» What this task involves: Each entry needs to be duplicated exactly.

» Records to process:
_____

impl InlineWriter<'_> {
    fn text(&mut self, start: usize, end: usize) {
        let lead = self.chars[start..end]
            .iter()
            .take_while(|c| c.is_whitespace())
            .count();
        if start + lead == end {
            // Markers cannot open before whitespace, only close.
            self.close_missing(self.masks[start]);
            for index in start..end {
                self.push_escaped(index);
            }
            return;
        }
        for index in start..start + lead {
            self.push_escaped(index);
        }
        self.transition(self.masks[start]);
        for index in start + lead..end {
            self.push_escaped(index);
        }
    }

    fn entity(&mut self, entity: &Entity, start: usize, end: usize) {
        match &entity.data {
            EntityData::Variable { api_name, .. } => {
                self.transition(self.masks[start]);
                self.out.push_str(&format!("{{{{{api_name}}}}}"));
            }
            EntityData::Mention { user_id, name } => {
                self.transition(self.masks[start]);
                let name = escape_str(name, self.markdown);
                self.out.push_str(&format!("[{name}|{user_id}]"));
            }
            EntityData::Attachment(_) if entity.is_atomic() => {
                self.out.push_str(&attachment_token(entity, self.markdown));
            }
            EntityData::Link {
                autolink: true, ..
            } => {
                self.transition(self.masks[start]);
                self.out.extend(&self.chars[start..end]);
            }
            EntityData::Link { url, .. } => self.link(url, start, end),
            EntityData::Attachment(token) => self.link(&token.url, start, end),
        }
    }

    fn link(&mut self, url: &str, start: usize, end: usize) {
        let common = self.masks[start..end]
            .iter()
            .fold(u8::MAX, |acc, mask| acc & mask);
        self.close_missing(common);
        self.out.push('[');
        let outer_floor = self.floor;
        self.floor = self.stack.len();

        let mut index = start;
        while index < end {
            let mask = self.masks[index];
            let mut run_end = index + 1;
            while run_end < end && self.masks[run_end] == mask {
                run_end += 1;
            }
            self.text(index, run_end);
            index = run_end;
        }

        self.close_down_to(self.floor);
        self.floor = outer_floor;
        self.out.push_str("](");
        self.out.push_str(&link_destination(url, self.markdown));
        self.out.push(')');
    }

    /// Close styles missing from `mask`, then open the ones not yet open.
    fn transition(&mut self, mask: u8) {
        self.close_missing(mask);
        for style in InlineStyle::ALL {
            if mask & style.bit() != 0 && !self.stack.contains(&style) {
                self.out.push_str(marker(style));
                self.stack.push(style);
            }
        }
    }

    fn close_missing(&mut self, mask: u8) {
        let first_missing = self
            .stack
            .iter()
            .skip(self.floor)
            .position(|style| mask & style.bit() == 0);
        if let Some(position) = first_missing {
            self.close_down_to(self.floor + position);
        }
    }

    fn close_down_to(&mut self, height: usize) {
        while self.stack.len() > height {
            let Some(style) = self.stack.pop() else {
                break;
            };
            let kept = self.out.trim_end().len();
            let trailing = self.out.split_off(kept);
            self.out.push_str(marker(style));
            self.out.push_str(&trailing);
        }
    }

    fn push_escaped(&mut self, index: usize) {
        if self.braces[index] {
            self.out.push_str("\\{");
            return;
        }
        match escape_at(self.chars, index, self.markdown) {
            Some(escaped) => self.out.push_str(&escaped),
            None => self.out.push(self.chars[index]),
        }
    }
}

fn attachment_token(entity: &Entity, markdown: bool) -> String {
    let (url, name) = match &entity.data {
        EntityData::Attachment(token) => (token.url.as_str(), token.name.as_deref()),
        EntityData::Link { url, name, .. } => (url.as_str(), name.as_deref()),
        _ => ("", None),
    };
    format!(
        "![{}]({})",
        escape_str(name.unwrap_or_default(), markdown),
        link_destination(url, markdown)
    )
}

fn link_destination(url: &str, markdown: bool) -> String {
    let needs_care = url.chars().any(|c| c.is_whitespace() || c == '(' || c == ')');
    if !needs_care {
        return url.to_string();
    }
    if markdown {
        format!("<{}>", url.replace('<', "%3C").replace('>', "%3E"))
    } else {
        url.replace(' ', "%20")
            .replace('(', "%28")
            .replace(')', "%29")
    }
}

fn escape_str(text: &str, markdown: bool) -> String {
    let chars: Vec<char> = text.chars().collect();
    let mut out = String::with_capacity(text.len());
    for index in 0..chars.len() {
        // Mention names and alt text never start a line.
        if markdown && index == 0 && is_line_start_marker(&chars, 0) {
            out.push(chars[0]);
            continue;
        }
        match escape_at(&chars, index, markdown) {
            Some(escaped) => out.push_str(&escaped),
            None => out.push(chars[index]),
        }
    }
    out
}

fn is_line_start_marker(chars: &[char], index: usize) -> bool {
    index == 0 && matches!(chars.first(), Some('#' | '>' | '-' | '+' | '='))
}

_____

» Your response:
impl InlineWriter<'_> {
    fn text(&mut self, start: usize, end: usize) {
        let lead = self.chars[start..end]
            .iter()
            .take_while(|c| c.is_whitespace())
            .count();
        if start + lead == end {
            // Markers cannot open before whitespace, only close.
            self.close_missing(self.masks[start]);
            for index in start..end {
                self.push_escaped(index);
            }
            return;
        }
        for index in start..start + lead {
            self.push_escaped(index);
        }
        self.transition(self.masks[start]);
        for index in start + lead..end {
            self.push_escaped(index);
        }
    }

    fn entity(&mut self, entity: &Entity, start: usize, end: usize) {
        match &entity.data {
            EntityData::Variable { api_name, .. } => {
                self.transition(self.masks[start]);
                self.out.push_str(&format!("{{{{{api_name}}}}}"));
            }
            EntityData::Mention { user_id, name } => {
                self.transition(self.masks[start]);
                let name = escape_str(name, self.markdown);
                self.out.push_str(&format!("[{name}|{user_id}]"));
            }
            EntityData::Attachment(_) if entity.is_atomic() => {
                self.out.push_str(&attachment_token(entity, self.markdown));
            }
            EntityData::Link {
                autolink: true, ..
            } => {
                self.transition(self.masks[start]);
                self.out.extend(&self.chars[start..end]);
            }
            EntityData::Link { url, .. } => self.link(url, start, end),
            EntityData::Attachment(token) => self.link(&token.url, start, end),
        }
    }

    fn link(&mut self, url: &str, start: usize, end: usize) {
        let common = self.masks[start..end]
            .iter()
            .fold(u8::MAX, |acc, mask| acc & mask);
        self.close_missing(common);
        self.out.push('[');
        let outer_floor = self.floor;
        self.floor = self.stack.len();

        let mut index = start;
        while index < end {
            let mask = self.masks[index];
            let mut run_end = index + 1;
            while run_end < end && self.masks[run_end] == mask {
                run_end += 1;
            }
            self.text(index, run_end);
            index = run_end;
        }

        self.close_down_to(self.floor);
        self.floor = outer_floor;
        self.out.push_str("](");
        self.out.push_str(&link_destination(url, self.markdown));
        self.out.push(')');
    }

    /// Close styles missing from `mask`, then open the ones not yet open.
    fn transition(&mut self, mask: u8) {
        self.close_missing(mask);
        for style in InlineStyle::ALL {
            if mask & style.bit() != 0 && !self.stack.contains(&style) {
                self.out.push_str(marker(style));
                self.stack.push(style);
            }
        }
    }

    fn close_missing(&mut self, mask: u8) {
        let first_missing = self
            .stack
            .iter()
            .skip(self.floor)
            .position(|style| mask & style.bit() == 0);
        if let Some(position) = first_missing {
            self.close_down_to(self.floor + position);
        }
    }

    fn close_down_to(&mut self, height: usize) {
        while self.stack.len() > height {
            let Some(style) = self.stack.pop() else {
                break;
            };
            let kept = self.out.trim_end().len();
            let trailing = self.out.split_off(kept);
            self.out.push_str(marker(style));
            self.out.push_str(&trailing);
        }
    }

    fn push_escaped(&mut self, index: usize) {
        if self.braces[index] {
            self.out.push_str("\\{");
            return;
        }
        match escape_at(self.chars, index, self.markdown) {
            Some(escaped) => self.out.push_str(&escaped),
            None => self.out.push(self.chars[index]),
        }
    }
}

fn attachment_token(entity: &Entity, markdown: bool) -> String {
    let (url, name) = match &entity.data {
        EntityData::Attachment(token) => (token.url.as_str(), token.name.as_deref()),
        EntityData::Link { url, name, .. } => (url.as_str(), name.as_deref()),
        _ => ("", None),
    };
    format!(
        "![{}]({})",
        escape_str(name.unwrap_or_default(), markdown),
        link_destination(url, markdown)
    )
}

fn link_destination(url: &str, markdown: bool) -> String {
    let needs_care = url.chars().any(|c| c.is_whitespace() || c == '(' || c == ')');
    if !needs_care {
        return url.to_string();
    }
    if markdown {
        format!("<{}>", url.replace('<', "%3C").replace('>', "%3E"))
    } else {
        url.replace(' ', "%20")
            .replace('(', "%28")
            .replace(')', "%29")
    }
}

fn escape_str(text: &str, markdown: bool) -> String {
    let chars: Vec<char> = text.chars().collect();
    let mut out = String::with_capacity(text.len());
    for index in 0..chars.len() {
        // Mention names and alt text never start a line.
        if markdown && index == 0 && is_line_start_marker(&chars, 0) {
            out.push(chars[0]);
            continue;
        }
        match escape_at(&chars, index, markdown) {
            Some(escaped) => out.push_str(&escaped),
            None => out.push(chars[index]),
        }
    }
    out
}

fn is_line_start_marker(chars: &[char], index: usize) -> bool {
    index == 0 && matches!(chars.first(), Some('#' | '>' | '-' | '+' | '='))
}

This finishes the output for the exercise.